• Action item
Check the entries below and say how many lines include the word "DiningTable". No other text is wanted.

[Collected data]
————

impl CatalogService {
    pub fn new(storage: Storage, default_deposit: Decimal) -> Self {
        Self {
            storage,
            default_deposit,
        }
    }

    fn require<T: serde::de::DeserializeOwned>(
        &self,
        table: JsonTable,
        resource: Resource,
        id: &str,
    ) -> CatalogResult<T> {
        self.storage
            .get(table, id)?
            .ok_or_else(|| CatalogError::NotFound(resource, id.to_string()))
    }

    // =========================================================================
    // Categories
    // =========================================================================

    /// Ordered by sort order, then name
    pub fn list_categories(&self) -> CatalogResult<Vec<Category>> {
        let mut categories: Vec<Category> = self.storage.list(CATEGORIES)?;
        categories.sort_by(|a, b| a.sort_order.cmp(&b.sort_order).then(a.name.cmp(&b.name)));
        Ok(categories)
    }

    pub fn get_category(&self, id: &str) -> CatalogResult<Category> {
        self.require(CATEGORIES, Resource::Category, id)
    }

    pub fn create_category(&self, data: CategoryCreate) -> CatalogResult<Category> {
        require_name(&data.name, "Category")?;
        if let Some(printer_id) = &data.printer_id {
            self.require::<Printer>(PRINTERS, Resource::Printer, printer_id)?;
        }
        let category = Category {
            id: new_id(),
            name: data.name.trim().to_string(),
            color: data.color,
            category_type: data.category_type,
            printer_id: data.printer_id,
            sort_order: data.sort_order.unwrap_or(0),
        };
        self.storage.put(CATEGORIES, &category.id, &category)?;
        tracing::info!(category_id = %category.id, name = %category.name, "Category created");
        Ok(category)
    }

    pub fn update_category(&self, id: &str, data: CategoryUpdate) -> CatalogResult<Category> {
        let mut category: Category = self.get_category(id)?;
        if let Some(name) = &data.name {
            require_name(name, "Category")?;
        }
        if let Some(Some(printer_id)) = &data.printer_id {
            self.require::<Printer>(PRINTERS, Resource::Printer, printer_id)?;
        }
        category.apply(data);
        self.storage.put(CATEGORIES, id, &category)?;
        Ok(category)
    }

    /// Delete a category and every product in it
    pub fn delete_category(&self, id: &str) -> CatalogResult<CategoryDeletion> {
        let txn = self.storage.begin_write()?;
        if !self.storage.remove_txn(&txn, CATEGORIES, id)? {
            return Err(CatalogError::NotFound(Resource::Category, id.to_string()));
        }
        let products: Vec<Product> = self.storage.list_txn(&txn, PRODUCTS)?;
        let mut removed_products = 0;
        for product in products.iter().filter(|p| p.category_id == id) {
            self.storage.remove_txn(&txn, PRODUCTS, &product.id)?;
            removed_products += 1;
        }
        txn.commit().map_err(StorageError::from)?;

        tracing::info!(category_id = %id, removed_products, "Category deleted");
        Ok(CategoryDeletion {
            category_id: id.to_string(),
            removed_products,
        })
    }

    // =========================================================================
    // Products
    // =========================================================================

    /// Ordered by sort order, then name
    pub fn list_products(&self) -> CatalogResult<Vec<Product>> {
        let mut products: Vec<Product> = self.storage.list(PRODUCTS)?;
        products.sort_by(|a, b| a.sort_order.cmp(&b.sort_order).then(a.name.cmp(&b.name)));
        Ok(products)
    }

    pub fn list_products_in(&self, category_id: &str) -> CatalogResult<Vec<Product>> {
        let mut products = self.list_products()?;
        products.retain(|p| p.category_id == category_id);
        Ok(products)
    }

    pub fn get_product(&self, id: &str) -> CatalogResult<Product> {
        self.require(PRODUCTS, Resource::Product, id)
    }

    /// Product together with the category it is sold under
    pub fn product_with_category(&self, id: &str) -> CatalogResult<(Product, Category)> {
        let product = self.get_product(id)?;
        let category = self.get_category(&product.category_id)?;
        Ok((product, category))
    }

    pub fn create_product(&self, data: ProductCreate) -> CatalogResult<Product> {
        require_name(&data.name, "Product")?;
        validate_price(data.price)?;
        self.get_category(&data.category_id)?;
        let product = Product {
            id: new_id(),
            name: data.name.trim().to_string(),
            price: data.price,
            category_id: data.category_id,
            sort_order: data.sort_order.unwrap_or(0),
            has_deposit: data.has_deposit,
            image_url: data.image_url,
        };
        self.storage.put(PRODUCTS, &product.id, &product)?;
        tracing::info!(product_id = %product.id, name = %product.name, "Product created");
        Ok(product)
    }

    pub fn update_product(&self, id: &str, data: ProductUpdate) -> CatalogResult<Product> {
        let mut product = self.get_product(id)?;
        if let Some(name) = &data.name {
            require_name(name, "Product")?;
        }
        if let Some(price) = data.price {
            validate_price(price)?;
        }
        if let Some(category_id) = &data.category_id {
            self.get_category(category_id)?;
        }
        product.apply(data);
        self.storage.put(PRODUCTS, id, &product)?;
        Ok(product)
    }

    pub fn delete_product(&self, id: &str) -> CatalogResult<()> {
        if !self.storage.remove(PRODUCTS, id)? {
            return Err(CatalogError::NotFound(Resource::Product, id.to_string()));
        }
        tracing::info!(product_id = %id, "Product deleted");
        Ok(())
    }

    /// Products whose name contains `query`, umlaut-tolerant
    pub fn search_products(&self, query: &str) -> CatalogResult<Vec<Product>> {
        Ok(search::search_products(self.list_products()?, query))
    }

    // =========================================================================
    // Dining tables
    // =========================================================================

    pub fn list_tables(&self) -> CatalogResult<Vec<DiningTable>> {
        let mut tables: Vec<DiningTable> = self.storage.list(DINING_TABLES)?;
        tables.sort_by(|a, b| a.sort_order.cmp(&b.sort_order).then(a.name.cmp(&b.name)));
        Ok(tables)
    }

    pub fn get_table(&self, id: &str) -> CatalogResult<DiningTable> {
        self.require(DINING_TABLES, Resource::Table, id)
    }

    /// While this is true, service orders must name a table
    pub fn has_active_tables(&self) -> CatalogResult<bool> {
        Ok(self.list_tables()?.iter().any(|t| t.is_active))
    }

    pub fn create_table(&self, data: DiningTableCreate) -> CatalogResult<DiningTable> {
        require_name(&data.name, "Table")?;
        let table = DiningTable {
            id: new_id(),
            name: data.name.trim().to_string(),
            is_active: data.is_active.unwrap_or(true),
            sort_order: data.sort_order.unwrap_or(0),
        };
        self.storage.put(DINING_TABLES, &table.id, &table)?;
        Ok(table)
    }

    pub fn update_table(&self, id: &str, data: DiningTableUpdate) -> CatalogResult<DiningTable> {
        let mut table = self.get_table(id)?;
        if let Some(name) = &data.name {
            require_name(name, "Table")?;
        }
        table.apply(data);
        self.storage.put(DINING_TABLES, id, &table)?;
        Ok(table)
    }

    /// Rejected while the table has an open tab
    pub fn delete_table(&self, id: &str) -> CatalogResult<()> {
        let txn = self.storage.begin_write()?;
        if self
            .storage
            .get_txn::<serde_json::Value>(&txn, TABS, id)?
            .is_some()
        {
            return Err(CatalogError::TableHasOpenTab(id.to_string()));
        }
        if !self.storage.remove_txn(&txn, DINING_TABLES, id)? {
            return Err(CatalogError::NotFound(Resource::Table, id.to_string()));
        }
        txn.commit().map_err(StorageError::from)?;
        tracing::info!(table_id = %id, "Table deleted");
        Ok(())
    }

    // =========================================================================
    // Printers
    // =========================================================================

    pub fn list_printers(&self) -> CatalogResult<Vec<Printer>> {
        let mut printers: Vec<Printer> = self.storage.list(PRINTERS)?;
        printers.sort_by(|a, b| a.display_name.cmp(&b.display_name));
        Ok(printers)
    }

    pub fn get_printer(&self, id: &str) -> CatalogResult<Printer> {
        self.require(PRINTERS, Resource::Printer, id)
    }

    /// At most one printer carries `is_default`; setting it on one clears the rest
    fn save_printer(&self, printer: &Printer) -> CatalogResult<()> {
        let txn = self.storage.begin_write()?;
        if printer.is_default {
            let others: Vec<Printer> = self.storage.list_txn(&txn, PRINTERS)?;
            for mut other in others
                .into_iter()
                .filter(|p| p.id != printer.id && p.is_default)
            {
                other.is_default = false;
                self.storage.put_txn(&txn, PRINTERS, &other.id, &other)?;
            }
        }
        self.storage.put_txn(&txn, PRINTERS, &printer.id, printer)?;
        txn.commit().map_err(StorageError::from)?;
        Ok(())
    }

    pub fn create_printer(&self, data: PrinterCreate) -> CatalogResult<Printer> {
        require_name(&data.display_name, "Printer")?;
        validate_endpoint(&data.endpoint)?;
        let printer = Printer {
            id: new_id(),
            display_name: data.display_name.trim().to_string(),
            endpoint: data.endpoint,
            enabled: data.enabled.unwrap_or(true),
            is_default: data.is_default.unwrap_or(false),
            assigned_roles: data.assigned_roles,
            render: data.render,
        };
        self.save_printer(&printer)?;
        tracing::info!(
            printer_id = %printer.id,
            name = %printer.display_name,
            endpoint = %printer.endpoint.label(),
            "Printer created"
        );
        Ok(printer)
    }

    pub fn update_printer(&self, id: &str, data: PrinterUpdate) -> CatalogResult<Printer> {
        let mut printer = self.get_printer(id)?;
        if let Some(name) = &data.display_name {
            require_name(name, "Printer")?;
        }
        if let Some(endpoint) = &data.endpoint {
            validate_endpoint(endpoint)?;
        }
        printer.apply(data);
        self.save_printer(&printer)?;
        Ok(printer)
    }

    /// Delete a printer and clear it from every category routed to it
    pub fn delete_printer(&self, id: &str) -> CatalogResult<PrinterDeletion> {
        let txn = self.storage.begin_write()?;
        if !self.storage.remove_txn(&txn, PRINTERS, id)? {
            return Err(CatalogError::NotFound(Resource::Printer, id.to_string()));
        }
        let categories: Vec<Category> = self.storage.list_txn(&txn, CATEGORIES)?;
        let mut cleared_categories = 0;
        for mut category in categories
            .into_iter()
            .filter(|c| c.printer_id.as_deref() == Some(id))
        {
            category.printer_id = None;
            self.storage
                .put_txn(&txn, CATEGORIES, &category.id, &category)?;
            cleared_categories += 1;
        }
        txn.commit().map_err(StorageError::from)?;

        tracing::info!(printer_id = %id, cleared_categories, "Printer deleted");
        Ok(PrinterDeletion {
            printer_id: id.to_string(),
            cleared_categories,
        })
    }

    // =========================================================================
    // Deposit
    // =========================================================================

    /// Current per-glass deposit; new carts freeze this value
    pub fn deposit_per_glass(&self) -> CatalogResult<Decimal> {
        let stored: Option<Decimal> = self.storage.get_setting(DEPOSIT_SETTING_KEY)?;
        Ok(stored.unwrap_or(self.default_deposit))
    }

    pub fn set_deposit_per_glass(&self, value: Decimal) -> CatalogResult<Decimal> {
        if value.is_sign_negative() || value > MAX_AMOUNT {
            return Err(CatalogError::Validation(format!(
                "Deposit must be between 0 and {MAX_AMOUNT}, got {value}"
            )));
        }
        self.storage.set_setting(DEPOSIT_SETTING_KEY, &value)?;
        tracing::info!(deposit = %value, "Deposit per glass changed");
        Ok(value)
    }

    pub(crate) fn storage(&self) -> &Storage {
        &self.storage
    }
}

————

• Answer box
6